*** Entries provided ***
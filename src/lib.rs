//! # toy-robot
//!
//! A text-command interpreter that drives a single toy robot across a bounded
//! rectangular grid.
//!
//! Lines such as `PLACE 0,0,NORTH`, `MOVE`, `LEFT`, `RIGHT` and `REPORT` are
//! parsed into [`Instruction`]s and applied by a [`Game`], which refuses any
//! command that would drop the robot off the table or act on a robot that has
//! not been placed yet.
//!
//! ```
//! use toy_robot::Game;
//!
//! let mut game = Game::default();
//! game.process("PLACE 0,0,NORTH");
//! game.process("MOVE");
//! assert_eq!(game.process("REPORT").message, "0,1,North");
//! ```

pub mod config;
pub mod engine;
pub mod error;
pub mod grid;
pub mod parser;
pub mod robot;

pub use config::*;
pub use engine::*;
pub use error::*;
pub use grid::*;
pub use parser::*;
pub use robot::*;
//! Turns raw command lines into typed [`Instruction`]s.
//!
//! The grammar is whole-token: the first whitespace-delimited word of the
//! trimmed line is the keyword, everything after it is the argument text.
//! Keywords are matched case-insensitively against [`KEYWORDS`] in order.

use crate::engine::Phase;
use crate::error::ParseError;
use crate::robot::{Bearing, Rotation};
use serde::{Deserialize, Serialize};

/// A validated command, ready for the engine.
#[derive(Clone, Copy, Debug, PartialEq, Eq, Serialize, Deserialize)]
pub enum Instruction {
    /// Put the robot at `(x, y)`. `bearing` is `None` only when re-placing an
    /// already placed robot, which then keeps facing the same way.
    Place {
        x: i32,
        y: i32,
        bearing: Option<Bearing>,
    },
    /// Step one cell forward.
    Move,
    /// Quarter turn in place.
    Rotate(Rotation),
    /// Print the current position.
    Report,
}

#[derive(Clone, Copy, Debug, PartialEq, Eq)]
enum Keyword {
    Place,
    Move,
    Left,
    Right,
    Report,
}

/// Accepted keywords in matching priority.
const KEYWORDS: [(&str, Keyword); 5] = [
    ("PLACE", Keyword::Place),
    ("MOVE", Keyword::Move),
    ("LEFT", Keyword::Left),
    ("RIGHT", Keyword::Right),
    ("REPORT", Keyword::Report),
];

/// Parses one command line.
///
/// `phase` decides whether `PLACE` must carry a bearing: it is required until
/// the robot is on the grid and optional afterwards.
pub fn parse(line: &str, phase: Phase) -> Result<Instruction, ParseError> {
    let line = line.trim();
    let (word, args) = match line.split_once(char::is_whitespace) {
        Some((word, rest)) => (word, rest.trim()),
        None => (line, ""),
    };

    let keyword = KEYWORDS
        .iter()
        .find(|(name, _)| name.eq_ignore_ascii_case(word))
        .map(|&(_, keyword)| keyword)
        .ok_or(ParseError::Unrecognized)?;

    match keyword {
        Keyword::Place => parse_place(args, phase),
        Keyword::Move => bare(args, Instruction::Move, ParseError::MoveFormat),
        Keyword::Left => bare(args, Instruction::Rotate(Rotation::Left), ParseError::LeftFormat),
        Keyword::Right => bare(
            args,
            Instruction::Rotate(Rotation::Right),
            ParseError::RightFormat,
        ),
        Keyword::Report => bare(args, Instruction::Report, ParseError::ReportFormat),
    }
}

/// Commands that take no arguments.
fn bare(args: &str, instruction: Instruction, err: ParseError) -> Result<Instruction, ParseError> {
    if args.is_empty() {
        Ok(instruction)
    } else {
        Err(err)
    }
}

/// `<x>,<y>` or `<x>,<y>,<bearing>`.
fn parse_place(args: &str, phase: Phase) -> Result<Instruction, ParseError> {
    let fields: Vec<&str> = args.split(',').map(str::trim).collect();
    if !(2..=3).contains(&fields.len()) || fields.iter().any(|f| f.is_empty()) {
        return Err(ParseError::PlaceFormat);
    }

    let x = fields[0].parse::<i32>().map_err(|_| ParseError::InvalidX)?;
    let y = fields[1].parse::<i32>().map_err(|_| ParseError::InvalidY)?;

    let bearing = match fields.get(2) {
        Some(name) => Some(Bearing::from_name(name).ok_or(ParseError::InvalidBearing)?),
        None if phase == Phase::Uninitialized => return Err(ParseError::BearingRequired),
        None => None,
    };

    Ok(Instruction::Place { x, y, bearing })
}
//! Interactive console for the toy robot.

use anyhow::{Context, Result};
use clap::{Parser, ValueEnum};
use flexi_logger::Logger;
use std::io::{self, BufRead, Write};
use std::path::PathBuf;
use toy_robot::{Game, GameConfig, Grid, PlaceBounds};

const PROMPT: &str = "console> ";

const WELCOME: &str = "Welcome to ToyRobot. To continue, enter one of the following commands :
To place the robot : Place 3,2,North
To move the robot : move
To rotate the robot to the left: left
To rotate the robot to the right: right
To get the current location of the robot: report
To exit : exit";

/// Drive a toy robot around a table from the console.
#[derive(Parser, Debug)]
#[command(name = "toy-robot")]
#[command(version, about, long_about = None)]
struct Args {
    /// TOML file with grid bounds and placement rules
    #[arg(short, long, value_name = "PATH")]
    config: Option<PathBuf>,

    /// Highest X coordinate on the grid (overrides the config file)
    #[arg(long)]
    max_x: Option<i32>,

    /// Highest Y coordinate on the grid (overrides the config file)
    #[arg(long)]
    max_y: Option<i32>,

    /// Which grid edges PLACE is checked against
    #[arg(long, value_enum)]
    place_bounds: Option<PlaceBoundsArg>,

    /// Log every instruction to stderr
    #[arg(short, long)]
    verbose: bool,
}

#[derive(Clone, Copy, Debug, ValueEnum)]
enum PlaceBoundsArg {
    Full,
    UpperOnly,
}

impl From<PlaceBoundsArg> for PlaceBounds {
    fn from(arg: PlaceBoundsArg) -> Self {
        match arg {
            PlaceBoundsArg::Full => PlaceBounds::Full,
            PlaceBoundsArg::UpperOnly => PlaceBounds::UpperOnly,
        }
    }
}

impl Args {
    fn resolve_config(&self) -> Result<GameConfig> {
        let mut config = match &self.config {
            Some(path) => GameConfig::load(path)?,
            None => GameConfig::default(),
        };

        if self.max_x.is_some() || self.max_y.is_some() {
            let max = config.grid.max();
            config.grid = Grid::new(
                config.grid.min(),
                glam::IVec2::new(self.max_x.unwrap_or(max.x), self.max_y.unwrap_or(max.y)),
            )
            .context("Invalid --max-x/--max-y")?;
        }
        if let Some(place_bounds) = self.place_bounds {
            config.place_bounds = place_bounds.into();
        }
        Ok(config)
    }
}

fn main() -> Result<()> {
    let args = Args::parse();

    let _logger = Logger::try_with_env_or_str(if args.verbose { "debug" } else { "warn" })?
        .log_to_stderr()
        .start()?;

    let config = args.resolve_config()?;
    log::info!("Starting toy robot on {:?}", config.grid);

    Console::new(Game::new(config)).run()
}

/// The read/print loop. Blank lines are ignored; `exit`, `y` or `n` ask for
/// confirmation before quitting.
struct Console<R, W> {
    game: Game,
    input: R,
    output: W,
}

impl Console<io::StdinLock<'static>, io::Stdout> {
    fn new(game: Game) -> Self {
        Self {
            game,
            input: io::stdin().lock(),
            output: io::stdout(),
        }
    }
}

impl<R: BufRead, W: Write> Console<R, W> {
    fn run(&mut self) -> Result<()> {
        self.print(WELCOME)?;

        while let Some(line) = self.read_line()? {
            let line = line.trim();
            if line.is_empty() {
                continue;
            }

            if is_exit_request(line) {
                if self.confirm_exit()? {
                    break;
                }
                continue;
            }

            let result = self.game.process(line);
            self.print(result.text())?;
        }

        log::info!("Shutting down.");
        Ok(())
    }

    fn confirm_exit(&mut self) -> Result<bool> {
        self.print("Are you sure you want to exit? Type Y / N")?;
        Ok(match self.read_line()? {
            Some(answer) => answer.trim().eq_ignore_ascii_case("y"),
            None => true,
        })
    }

    /// Shows the prompt and reads one line. `None` at end of input.
    fn read_line(&mut self) -> Result<Option<String>> {
        write!(self.output, "{PROMPT}")?;
        self.output.flush()?;

        let mut line = String::new();
        if self.input.read_line(&mut line)? == 0 {
            return Ok(None);
        }
        Ok(Some(line))
    }

    fn print(&mut self, message: &str) -> Result<()> {
        if !message.is_empty() {
            writeln!(self.output, "{message}")?;
            writeln!(self.output)?;
        }
        Ok(())
    }
}

fn is_exit_request(line: &str) -> bool {
    ["exit", "y", "n"]
        .iter()
        .any(|word| line.eq_ignore_ascii_case(word))
}
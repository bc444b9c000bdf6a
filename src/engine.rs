//! The game engine: owns the grid and the robot, and applies instructions.
//!
//! The entry point is [`Game`]. Build it from a [`GameConfig`] (or use
//! [`Game::default`] for the standard 6 × 6 table), then feed it command lines
//! with [`Game::process`]. Typed callers can skip the parser and call
//! [`Game::execute`] with an [`Instruction`] directly.

use crate::config::{GameConfig, PlaceBounds};
use crate::error::{GameError, ParseError};
use crate::grid::Grid;
use crate::parser::{self, Instruction};
use crate::robot::{Bearing, Position, Robot};
use serde::{Deserialize, Serialize};

/// Lifecycle of a game. Moves from `Uninitialized` to `Placed` once and never back.
#[derive(Clone, Copy, Debug, Default, PartialEq, Eq, Serialize, Deserialize)]
pub enum Phase {
    /// No robot yet; only `PLACE` is accepted and it must name a bearing.
    #[default]
    Uninitialized,
    /// A robot is on the grid; every command is accepted.
    Placed,
}

/// Outcome of one [`Game::process`] call.
///
/// Exactly one of `message` / `error_message` is non-empty, selected by `success`.
#[derive(Clone, Debug, Default, PartialEq, Eq)]
pub struct ProcessingResult {
    pub success: bool,
    pub message: String,
    pub error_message: String,
}

impl ProcessingResult {
    pub fn ok(message: String) -> Self {
        Self {
            success: true,
            message,
            error_message: String::new(),
        }
    }

    pub fn failed(error_message: String) -> Self {
        Self {
            success: false,
            message: String::new(),
            error_message,
        }
    }

    /// The text a console should show for this result.
    pub fn text(&self) -> &str {
        if self.success {
            &self.message
        } else {
            &self.error_message
        }
    }
}

impl From<Result<String, GameError>> for ProcessingResult {
    fn from(result: Result<String, GameError>) -> Self {
        match result {
            Ok(message) => Self::ok(message),
            Err(err) => Self::failed(err.to_string()),
        }
    }
}

/// A single toy robot game on a fixed grid.
///
/// The game is not internally synchronized; every mutating call takes
/// `&mut self`, so one instruction is processed at a time.
#[derive(Clone, Debug, Default)]
pub struct Game {
    config: GameConfig,
    robot: Option<Robot>,
}

impl Game {
    pub fn new(config: GameConfig) -> Self {
        Self {
            config,
            robot: None,
        }
    }

    pub fn grid(&self) -> &Grid {
        &self.config.grid
    }

    /// The placed robot, if any.
    pub fn robot(&self) -> Option<&Robot> {
        self.robot.as_ref()
    }

    pub fn phase(&self) -> Phase {
        match self.robot {
            Some(_) => Phase::Placed,
            None => Phase::Uninitialized,
        }
    }

    /// Parses and executes one command line.
    ///
    /// Never fails outright: rejections come back as an unsuccessful
    /// [`ProcessingResult`] and leave the game untouched.
    pub fn process(&mut self, line: &str) -> ProcessingResult {
        let result = parser::parse(line, self.phase())
            .map_err(GameError::from)
            .and_then(|instruction| self.execute(instruction));

        match &result {
            Err(err) if err.is_boundary() => {
                log::info!("Blocked at the grid edge {:?}: {}", line.trim(), err)
            }
            Err(err) => log::debug!("Rejected {:?}: {}", line.trim(), err),
            Ok(_) => {}
        }
        result.into()
    }

    /// Executes an already parsed instruction, returning the success message.
    pub fn execute(&mut self, instruction: Instruction) -> Result<String, GameError> {
        log::debug!("Executing {:?} in phase {:?}", instruction, self.phase());

        match instruction {
            Instruction::Place { x, y, bearing } => self.place(x, y, bearing),
            Instruction::Move => self.advance(),
            Instruction::Rotate(rotation) => {
                let robot = self.placed_robot()?;
                robot.rotate(rotation);
                Ok(format!(
                    "Robot rotated successfully. {}",
                    location(&robot.position())
                ))
            }
            Instruction::Report => Ok(self.placed_robot()?.position().to_string()),
        }
    }

    fn placed_robot(&mut self) -> Result<&mut Robot, GameError> {
        self.robot.as_mut().ok_or(GameError::NotPlaced)
    }

    fn place(&mut self, x: i32, y: i32, bearing: Option<Bearing>) -> Result<String, GameError> {
        // A re-placement without a bearing keeps the current one.
        let bearing = bearing
            .or_else(|| self.robot.as_ref().map(|r| r.position().bearing))
            .ok_or(ParseError::BearingRequired)?;
        let position = Position::new(x, y, bearing);
        self.check_placement(&position)?;

        match self.robot.as_mut() {
            Some(robot) => robot.relocate(position),
            None => {
                log::info!("Robot placed at {position}");
                self.robot = Some(Robot::new(position));
            }
        }

        Ok(format!("Robot placed successfully. {}", location(&position)))
    }

    fn advance(&mut self) -> Result<String, GameError> {
        let grid = self.config.grid;
        let robot = self.placed_robot()?;
        let target = robot
            .position()
            .advanced()
            .filter(|target| grid.contains(target.cell))
            .ok_or(GameError::WouldFall)?;
        robot.relocate(target);
        Ok(format!("Robot moved successfully. {}", location(&target)))
    }

    fn check_placement(&self, position: &Position) -> Result<(), GameError> {
        let grid = &self.config.grid;
        if position.x() > grid.max().x {
            return Err(GameError::BeyondMaxX { max: grid.max().x });
        }
        if position.y() > grid.max().y {
            return Err(GameError::BeyondMaxY { max: grid.max().y });
        }
        if self.config.place_bounds == PlaceBounds::Full {
            if position.x() < grid.min().x {
                return Err(GameError::BelowMinX { min: grid.min().x });
            }
            if position.y() < grid.min().y {
                return Err(GameError::BelowMinY { min: grid.min().y });
            }
        }
        Ok(())
    }
}

/// `Location - x, y, Bearing`, the suffix of every success message except reports.
fn location(position: &Position) -> String {
    format!(
        "Location - {}, {}, {}",
        position.x(),
        position.y(),
        position.bearing
    )
}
*** End of Entries provided ***
**Problem requirements**: Look above for the line with "Console::new(Game::new(config)).run()" and the line with "if self.input.read_line(&mut line)?"; transcribe both and all lines in between, exactly, and nothing else.

**Response area**:
    Console::new(Game::new(config)).run()
}

/// The read/print loop. Blank lines are ignored; `exit`, `y` or `n` ask for
/// confirmation before quitting.
struct Console<R, W> {
    game: Game,
    input: R,
    output: W,
}

impl Console<io::StdinLock<'static>, io::Stdout> {
    fn new(game: Game) -> Self {
        Self {
            game,
            input: io::stdin().lock(),
            output: io::stdout(),
        }
    }
}

impl<R: BufRead, W: Write> Console<R, W> {
    fn run(&mut self) -> Result<()> {
        self.print(WELCOME)?;

        while let Some(line) = self.read_line()? {
            let line = line.trim();
            if line.is_empty() {
                continue;
            }

            if is_exit_request(line) {
                if self.confirm_exit()? {
                    break;
                }
                continue;
            }

            let result = self.game.process(line);
            self.print(result.text())?;
        }

        log::info!("Shutting down.");
        Ok(())
    }

    fn confirm_exit(&mut self) -> Result<bool> {
        self.print("Are you sure you want to exit? Type Y / N")?;
        Ok(match self.read_line()? {
            Some(answer) => answer.trim().eq_ignore_ascii_case("y"),
            None => true,
        })
    }

    /// Shows the prompt and reads one line. `None` at end of input.
    fn read_line(&mut self) -> Result<Option<String>> {
        write!(self.output, "{PROMPT}")?;
        self.output.flush()?;

        let mut line = String::new();
        if self.input.read_line(&mut line)? == 0 {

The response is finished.